10 O dispositivo não merece elogios e demanda uma recapitulação das definições dos pronunciamentos do juiz constantes do art,. 203, §§1º e 2º do NCPC. Se o provimento terminativo parcial não tem o condão de extinguir o processo ou qualquer de suas fases, logo a sua natureza jurídica será de decisão interlocutória e não de sentença recorrível por agravo de instrumento, como poderia transparecer.
11 Somente poderá ser homologada a autocomposição se a situação jurídica litigiosa a permitir. O órgão jurisdicional deverá observar se a própria autocomposição é possível, se não há colusão ou simulação das partes (art. 142, NCPC) e se os advogados têm poderes específicos para tanto (art. 105, NCPC). Por fim, o negócio jurídico produz efeitos entre as partes independentemente da homologação, cuja eficácia se restringe a determinar a extinção do processo e dar azo à formação da coisa julgada. As partes podem condicionar a eficácia da transação à homologação judicial, mediante disposição expressa no termo de autocomposição.
12 É possível que a autocomposição verse sobre aspecto que esteja fora dos limites do objeto litigioso, podendo as partes incorporar outra lide, estranha a que está sendo discutida assim como outros sujeitos (art. 515, §2º, NCPC).
13 Enunciado nº 297 do Fórum Permanente de Processualistas Civis (FPPC): O juiz que promove julgamento antecipado do mérito por desnecessidade de outras provas não pode proferir sentença de improcedência por insuficiência de provas. (Grupo: Petição inicial, resposta do réu e saneamento).
14 Adota-se aqui o entendimento de que revelia é a ausência de contestação tempestiva.
15 Curioso que temos no sistema, por conta do art. 356, §5º, NCPC, dois recursos distintos ao segundo grau para reexame de decisões de mérito, aptas à coisa julgada material e, consequentemente, alvos de ação rescisória.
16 Ao consagrar decisões parciais, o NCPC consagra também a chamada coisa julgada múltipla.
17 Caso tenha sido determinada prova testemunhal, o juiz fixará prazo comum não superior a quinze dias para que as partes apresentem o rol (art. 357, §4º, NCPC). O número de testemunhas arroladas não pode ser superior a dez, sendo três, no máximo, para cada fato probando, repetindo a regra do CPC/1973. Todavia, e aqui é uma novidade, o juiz poderá limitar ou ampliar o número de testemunhas, considerando a complexidade da causa dos fatos individualmente considerados (Enunciado nº 300 do FPPC).

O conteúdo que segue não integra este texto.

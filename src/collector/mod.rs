//! Periodic polling of station status into the append-only logs.

mod schedule;

pub use schedule::Schedule;

use crate::fetch::RetryPolicy;
use crate::gbfs::StatusFeed;
use crate::services::StationSource;
use crate::store::{AppendOutcome, IndexEntry, Layout};
use anyhow::Result;
use std::future::Future;
use std::time::SystemTime;
use tracing::{debug, error, info, warn};

/// What one polling cycle wrote.
#[derive(Debug, Default, Clone, Copy, PartialEq, Eq)]
pub struct CycleReport {
    /// Stations with a newer snapshot, now appended.
    pub appended: usize,
    /// Stations whose stored snapshot was already current.
    pub unchanged: usize,
    /// Stations skipped for an unusable id.
    pub rejected: usize,
    /// Stations whose log could not be read or written this cycle.
    pub failed: usize,
    /// Whether the batch timestamp was added to the global index.
    pub index_advanced: bool,
}

pub struct Collector<S> {
    source: S,
    layout: Layout,
    retry: RetryPolicy,
}

impl<S: StationSource> Collector<S> {
    pub fn new(source: S, layout: Layout, retry: RetryPolicy) -> Self {
        Self {
            source,
            layout,
            retry,
        }
    }

    pub fn layout(&self) -> &Layout {
        &self.layout
    }

    /// Makes sure the data directory exists and, when there is no index yet,
    /// runs one cycle so every station file and the index exist before the
    /// loop starts. Returns the bootstrap report, if one ran and succeeded.
    ///
    /// A failed bootstrap is logged and left to the first regular cycle.
    pub async fn setup(&self) -> Result<Option<CycleReport>> {
        self.layout.prepare()?;
        if self.layout.index().exists() {
            debug!("Index present, no bootstrap needed");
            return Ok(None);
        }

        info!("Index missing, running bootstrap pass");
        match self.poll_once().await {
            Ok(report) => {
                info!(appended = report.appended, "Bootstrap complete");
                Ok(Some(report))
            }
            Err(e) => {
                warn!(error = %format!("{:#}", e), "Bootstrap failed, continuing with the regular loop");
                Ok(None)
            }
        }
    }

    /// Fetches one status batch (with retries) and records it.
    pub async fn poll_once(&self) -> Result<CycleReport> {
        let feed = self
            .retry
            .run("station status fetch", || self.source.station_status())
            .await?;
        self.record(&feed)
    }

    /// Appends every station whose snapshot is newer than its stored tail,
    /// and the batch timestamp if it is newer than the index tail.
    pub fn record(&self, feed: &StatusFeed) -> Result<CycleReport> {
        let mut report = CycleReport::default();

        let index_outcome = self
            .layout
            .index()
            .append_if_newer(&IndexEntry(feed.last_updated))?;
        report.index_advanced = matches!(index_outcome, AppendOutcome::Appended { .. });

        for station in &feed.stations {
            let log = match self.layout.station_log(&station.station_id) {
                Ok(log) => log,
                Err(e) => {
                    warn!(error = %e, "Skipping station");
                    report.rejected += 1;
                    continue;
                }
            };

            match log.append_if_newer(station) {
                Ok(AppendOutcome::Appended { .. }) => report.appended += 1,
                Ok(AppendOutcome::Unchanged { .. }) => report.unchanged += 1,
                Err(e) => {
                    warn!(station_id = %station.station_id, error = %e, "Failed to log station");
                    report.failed += 1;
                }
            }
        }

        Ok(report)
    }

    /// Polls on every `schedule` boundary until `cycles` have run (0 runs
    /// forever) or `shutdown` resolves. A failed cycle is logged and the loop
    /// waits for the next boundary. Returns the number of cycles run.
    #[tracing::instrument(skip(self, shutdown), fields(period_secs = schedule.period().as_secs()))]
    pub async fn run(
        &self,
        schedule: Schedule,
        cycles: usize,
        shutdown: impl Future<Output = ()>,
    ) -> Result<usize> {
        tokio::pin!(shutdown);

        let mut completed = 0;
        while cycles == 0 || completed < cycles {
            let wait = schedule.until_next(SystemTime::now());
            debug!(wait_ms = wait.as_millis() as u64, "Waiting for next tick");

            tokio::select! {
                _ = &mut shutdown => {
                    info!("Shutdown requested");
                    break;
                }
                _ = tokio::time::sleep(wait) => {}
            }

            tokio::select! {
                _ = &mut shutdown => {
                    info!("Shutdown requested during cycle");
                    break;
                }
                result = self.poll_once() => match result {
                    Ok(report) => info!(
                        appended = report.appended,
                        unchanged = report.unchanged,
                        rejected = report.rejected,
                        failed = report.failed,
                        index_advanced = report.index_advanced,
                        "Cycle complete"
                    ),
                    Err(e) => error!(error = %format!("{:#}", e), "Cycle failed, waiting for next tick"),
                }
            }

            completed += 1;
        }

        Ok(completed)
    }
}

Caso tenha determinada a produção de prova pericial, o juiz observará o disposto no art. 465. e, se possível, estabelecerá, de logo, calendário para sua realização (357, §8º, NCPC),
18 Se o juiz decidir redistribuir o ônus da prova em momento posterior, o que não é o ideal, deverá reabrir a instrução, por amor ao contraditório e à ampla defesa.

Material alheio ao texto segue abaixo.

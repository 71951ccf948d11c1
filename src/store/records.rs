use super::LogRecord;
use crate::errors::LogError;
use crate::gbfs::StationSnapshot;
use std::error::Error;

impl LogRecord for StationSnapshot {
    fn sequence(&self) -> i64 {
        self.last_reported
    }

    fn encode(&self) -> Result<String, LogError> {
        Ok(serde_json::to_string(self)?)
    }

    fn decode(line: &str) -> Result<Self, Box<dyn Error + Send + Sync>> {
        Ok(serde_json::from_str(line)?)
    }
}

/// One collection-run timestamp in the global index.
#[derive(Debug, Clone, Copy, PartialEq, Eq, PartialOrd, Ord)]
pub struct IndexEntry(pub i64);

impl LogRecord for IndexEntry {
    // a truncated integer is still an integer
    const SELF_DELIMITING: bool = false;

    fn sequence(&self) -> i64 {
        self.0
    }

    fn encode(&self) -> Result<String, LogError> {
        Ok(self.0.to_string())
    }

    fn decode(line: &str) -> Result<Self, Box<dyn Error + Send + Sync>> {
        Ok(IndexEntry(line.trim().parse()?))
    }
}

19 Enunciado nº 298 do FPPC: A audiência de saneamento e organização do processo em cooperação com as partes poderá ocorrer independentemente de a causa ser complexa. (Grupo: Petição inicial, resposta do réu e saneamento).

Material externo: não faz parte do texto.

//! CLI entry point for the bike-share occupancy tool.
//!
//! Provides subcommands for collecting station status into per-station logs
//! and for turning those logs into summary files and plots.

use anyhow::{Context, Result};
use bikeshare_occupancy::analyzers::analyzer::{Analysis, analyze};
use bikeshare_occupancy::collector::Collector;
use bikeshare_occupancy::config::{AnalysisArgs, CollectArgs, SourceArgs};
use bikeshare_occupancy::fetch::{BasicClient, RetryPolicy};
use bikeshare_occupancy::gbfs::StationGeo;
use bikeshare_occupancy::infra::gbfs::GbfsClient;
use bikeshare_occupancy::output::{print_json, read_summary, write_summary};
use bikeshare_occupancy::plots::catalogue::{
    activity_plots, hourly_frames, occupancy_plots, summary_chart,
};
use bikeshare_occupancy::plots::{BitmapRenderer, Renderer, ScatterPlot};
use bikeshare_occupancy::services::StationSource;
use bikeshare_occupancy::window::resolve_window;
use chrono::{DateTime, Local};
use clap::{Parser, Subcommand};
use std::ffi::OsStr;
use std::path::Path;
use tracing::{error, info, warn};
use tracing_subscriber::{
    EnvFilter, Layer,
    fmt::{self, format::FmtSpan},
    layer::SubscriberExt,
    util::SubscriberInitExt,
};

#[derive(Parser)]
#[command(name = "bikeshare_occupancy")]
#[command(about = "Collect bike-share station status and chart occupancy", long_about = None)]
struct Cli {
    #[command(flatten)]
    source: SourceArgs,

    #[command(subcommand)]
    command: Commands,
}

#[derive(Subcommand)]
enum Commands {
    /// Poll station status on a fixed cadence and append new snapshots
    Collect {
        #[command(flatten)]
        collect: CollectArgs,
    },
    /// Print the collection window recorded in the index
    Window,
    /// Plot stations by how many snapshots they logged
    Activity {
        #[command(flatten)]
        analysis: AnalysisArgs,
    },
    /// Write the average occupancy summary and plot stations by it
    Occupancy {
        #[command(flatten)]
        analysis: AnalysisArgs,

        /// Also log the summary rows as JSON
        #[arg(long, default_value_t = false)]
        print: bool,
    },
    /// Draw the bar chart of the summary file
    SummaryChart {
        #[command(flatten)]
        analysis: AnalysisArgs,
    },
    /// Draw one occupancy frame per hourly window
    Hourly {
        #[command(flatten)]
        analysis: AnalysisArgs,
    },
}

#[tokio::main]
async fn main() -> Result<()> {
    dotenvy::dotenv().ok(); // Load .env file

    // Logging setup: colored stderr + JSON rolling log file
    let log_file_path = std::env::var("LOG_FILE_PATH")
        .unwrap_or_else(|_| "logs/bikeshare_occupancy.log".to_string());
    let log_dir = Path::new(&log_file_path)
        .parent()
        .filter(|p| !p.as_os_str().is_empty())
        .unwrap_or(Path::new("logs"));
    let log_file_name = Path::new(&log_file_path)
        .file_name()
        .unwrap_or(OsStr::new("bikeshare_occupancy.log"));

    let file_appender = tracing_appender::rolling::daily(log_dir, log_file_name);
    let (non_blocking_file, _file_guard) = tracing_appender::non_blocking(file_appender);

    let stderr_layer = fmt::layer()
        .with_target(true)
        .with_span_events(FmtSpan::CLOSE)
        .with_ansi(true)
        .with_writer(std::io::stderr)
        .with_filter(EnvFilter::from_env("RUST_LOG").add_directive("info".parse()?));

    let json_layer = fmt::layer()
        .json()
        .with_current_span(true)
        .with_span_list(true)
        .with_writer(non_blocking_file)
        .with_filter(EnvFilter::from_env("RUST_LOG_JSON").add_directive("debug".parse()?));

    tracing_subscriber::registry()
        .with(stderr_layer)
        .with(json_layer)
        .init();

    let cli = Cli::parse();
    let source = cli.source;

    match cli.command {
        Commands::Collect { collect } => {
            let collector = Collector::new(station_source(&source)?, source.layout(), collect.retry());

            if let Some(report) = collector.setup().await? {
                info!(
                    appended = report.appended,
                    rejected = report.rejected,
                    "Station files initialized"
                );
            }

            if collect.cycles == 0 {
                info!(interval = collect.interval.get(), "Collecting indefinitely. Press Ctrl+C to stop.");
            } else {
                info!(cycles = collect.cycles, interval = collect.interval.get(), "Starting collection");
            }

            let completed = collector
                .run(collect.schedule(), collect.cycles, shutdown_signal())
                .await?;
            info!(cycles = completed, data_dir = %source.data_dir.display(), "Collection finished");
        }
        Commands::Window => {
            let window = resolve_window(&source.layout().index())?;
            info!(
                start = window.start,
                end = window.end,
                span_secs = window.span(),
                start_local = %local_time(window.start),
                end_local = %local_time(window.end),
                "Collection window"
            );
        }
        Commands::Activity { analysis } => {
            let (result, geo) = load_analysis(&source, &analysis).await?;
            render_all(&analysis, &activity_plots(&result, &geo))?;
        }
        Commands::Occupancy { analysis, print } => {
            let (result, geo) = load_analysis(&source, &analysis).await?;
            let rows = result.averages();

            write_summary(&analysis.summary_file, &rows)?;
            info!(
                stations = rows.len(),
                path = %analysis.summary_file.display(),
                "Summary written"
            );
            if print {
                print_json(&rows)?;
            }

            render_all(&analysis, &occupancy_plots(&result, &geo))?;
        }
        Commands::SummaryChart { analysis } => {
            let rows = read_summary(&analysis.summary_file).with_context(|| {
                format!(
                    "Failed to read summary {}; run `occupancy` first",
                    analysis.summary_file.display()
                )
            })?;
            if rows.is_empty() {
                warn!(path = %analysis.summary_file.display(), "Summary file has no rows");
            }
            BitmapRenderer::new(&analysis.diagrams_dir)?.bars(&summary_chart(&rows))?;
        }
        Commands::Hourly { analysis } => {
            let (result, geo) = load_analysis(&source, &analysis).await?;
            let frames = hourly_frames(&result, &geo);
            info!(frames = frames.len(), "Hourly frames built");
            render_all(&analysis, &frames)?;
        }
    }

    Ok(())
}

fn station_source(source: &SourceArgs) -> Result<GbfsClient<BasicClient>> {
    Ok(GbfsClient::new(
        BasicClient::new()?,
        source.status_url.clone(),
        source.information_url.clone(),
    ))
}

/// Fetches station coordinates and aggregates every station log.
#[tracing::instrument(skip_all, fields(data_dir = %source.data_dir.display()))]
async fn load_analysis(
    source: &SourceArgs,
    analysis: &AnalysisArgs,
) -> Result<(Analysis, Vec<StationGeo>)> {
    let client = station_source(source)?;
    let geo = RetryPolicy::default()
        .run("station information fetch", || client.station_information())
        .await?;
    info!(stations = geo.len(), "Station information loaded");

    let result = analyze(&source.layout(), &geo, analysis.settings())?;
    Ok((result, geo))
}

fn render_all(analysis: &AnalysisArgs, plots: &[ScatterPlot]) -> Result<()> {
    let renderer = BitmapRenderer::new(&analysis.diagrams_dir)?;
    for plot in plots {
        renderer
            .scatter(plot)
            .with_context(|| format!("Failed to render {}", plot.file_name))?;
    }
    Ok(())
}

/// Resolves on Ctrl+C. If the handler cannot be installed, never resolves.
async fn shutdown_signal() {
    if let Err(e) = tokio::signal::ctrl_c().await {
        error!(error = %e, "Failed to listen for Ctrl+C");
        std::future::pending::<()>().await;
    }
}

fn local_time(unix_secs: i64) -> String {
    DateTime::from_timestamp(unix_secs, 0)
        .map(|t| t.with_timezone(&Local).to_rfc3339())
        .unwrap_or_else(|| unix_secs.to_string())
}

20 Nesse sentido, também pela aplicação do §1º do art. 357. do NCPC, mesmo no saneamento compartilhado (NEVES, 2016, p. 630).
21 Contra essa designação de “negócio processual”: NEVES, 2016, p. 631.
22 Como ocorre em transação firmada entre as partes sobre o objeto litigioso, seja extra-autos submetido a posterior homologação pelo juízo ou em audiência, o saneamento consensual não precisa ser adstrito aos delineamentos objetivos postos no processo, isto é, pode ser mais amplo e agregar questões de fato e de direito até então não deduzidas.